Une méthode statistique peut être utilisée pour fixer le montant d’une provision pour créance douteuse…

Caroline DEVE
Caroline DEVE - Avocat

 

Source : CE 17/02/2016, n°377415

 

L’article 39 du CGI dispose que le bénéfice net est établi sous déduction, notamment, des provisions constituées en vue de faire face à des pertes ou charges nettement précisées et que des évènements en cours rendent probables, à condition qu’elles aient été effectivement constatées dans les écritures de l’exercice.

 

Des provisions peuvent ainsi être constituées sur les créances douteuses de l’entreprise.

 

Une jurisprudence abondante vient préciser les conditions dans lesquelles une créance peut être considérée comme douteuse.

 

En l’espèce, le contribuable utilisait une méthode statistique. Cette société avait un nombre très important de clients et dont les prestations étaient généralement payées sur une période de 18 à 36 mois. Elle avait donc mis en place un système de relance en cas d’impayés graduel qui permettait d’évaluer le risque d’impayés en fonction du nombre de relances infructueuses.
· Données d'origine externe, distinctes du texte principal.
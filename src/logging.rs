//! Structured logging setup.
//!
//! Logs go to stderr so `--format json` output on stdout stays parseable.
//! `RUST_LOG` wins over `logging.level` when set.

use tracing_subscriber::layer::SubscriberExt;
use tracing_subscriber::util::SubscriberInitExt;
use tracing_subscriber::{EnvFilter, fmt};

use crate::config::schema::{LogFormat, LoggingConfig};

/// Install the global subscriber. A second call is a no-op.
pub fn init(config: &LoggingConfig) {
    let filter = env_filter(config);

    let result = match config.format {
        LogFormat::Json => tracing_subscriber::registry()
            .with(filter)
            .with(fmt::layer().json().with_writer(std::io::stderr))
            .try_init(),
        LogFormat::Pretty => tracing_subscriber::registry()
            .with(filter)
            .with(fmt::layer().with_target(false).with_writer(std::io::stderr))
            .try_init(),
    };

    if result.is_err() {
        tracing::debug!("logging already initialized");
    }
}

fn env_filter(config: &LoggingConfig) -> EnvFilter {
    EnvFilter::try_from_default_env()
        .or_else(|_| EnvFilter::try_new(&config.level))
        .unwrap_or_else(|_| EnvFilter::new("info"))
}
En fonction du risque établi, la société enregistrait des provisions pour créances douteuses.

 

L’administration fiscale a partiellement rejeté la déduction des provisions établies grâce à ce système car certaines créances étaient provisionnées non pas en fonction des impayés constatés lors de l’exercice en cours mais du fait que ces créances étaient rattachées à des clients qui avaient été par le passé des mauvais payeurs.

 

En d’autres termes, la société anticipait un comportement indélicat de ses clients.

 

Le Conseil d’Etat confirme la position de la Cour Administrative d’Appel ayant confirmé les rectifications relatives à ces provisions.

 

Il rappelle les conditions de déduction des provisions découlant de l’article 39 du CGI : « il résulte de ces dispositions qu’une entreprise peut porter en provision et déduire des bénéfices imposable d’un exercice des sommes correspondant à des pertes ou charges qui ne seront supportées qu’ultérieurement par elle, à la condition que ces pertes ou charges soient nettement précisées quant à leur nature et susceptibles d’être évaluées avec une approximation suffisante, qu’elles apparaissent en outre, comme probables eu égard aux circonstances constatées à la date de clôture de l’exercice et qu’enfin, elles se rattachent par un lien direct aux opérations de toute nature déjà effectuées à cette date par l’entreprise ».

 

Trois conditions doivent être respectées pour que la déduction ne soit pas remise en cause :

 

Le montant de la perte ou charge couverte par la provision doit être évalué de façon la plus précise possible ;

 

La perte ou la charge doit être probable eu égard aux circonstances de l’exercice en cours ;

 

La perte ou la charge doit être la conséquence d’évènement ou opérations ayant eu lieu au cours de l’exercice.

 

En l’espèce, le Conseil d’Etat constate que la méthode statistique peut être valablement utilisée pour déterminer le montant de la provision car cette méthode permet de déterminer avec une approximation suffisante le risque de perte. La première condition est donc remplie.

 

En revanche, cette méthode n’est pas suffisante pour caractériser les deux autres conditions.

 

Le Conseil d’Etat juge ainsi que la Cour Administrative d’Appel n’a pas commis d’erreur de droit « en jugeant qu’elle ne pouvait réputer l’existence de créances douteuses sur la base d’éléments statistiques ne se rattachant à aucun évènement en cours à la date de la clôture de l’exercice, la seule circonstance que les clients concernés aient provoqué, pour certains d’entre eux, des incidents de paiement lors d’exercices antérieurs ne pouvant être regardée comme constituant un événement en cours pendant l’exercice susceptible de rendre probable la perte des créances au sens de l’article 39 du code général des impôts ».

 

Le Conseil d’Etat rappelle ainsi que la constatation de provision ne doit pas relever de la science divinatoire mais être justifiée par des éléments objectifs.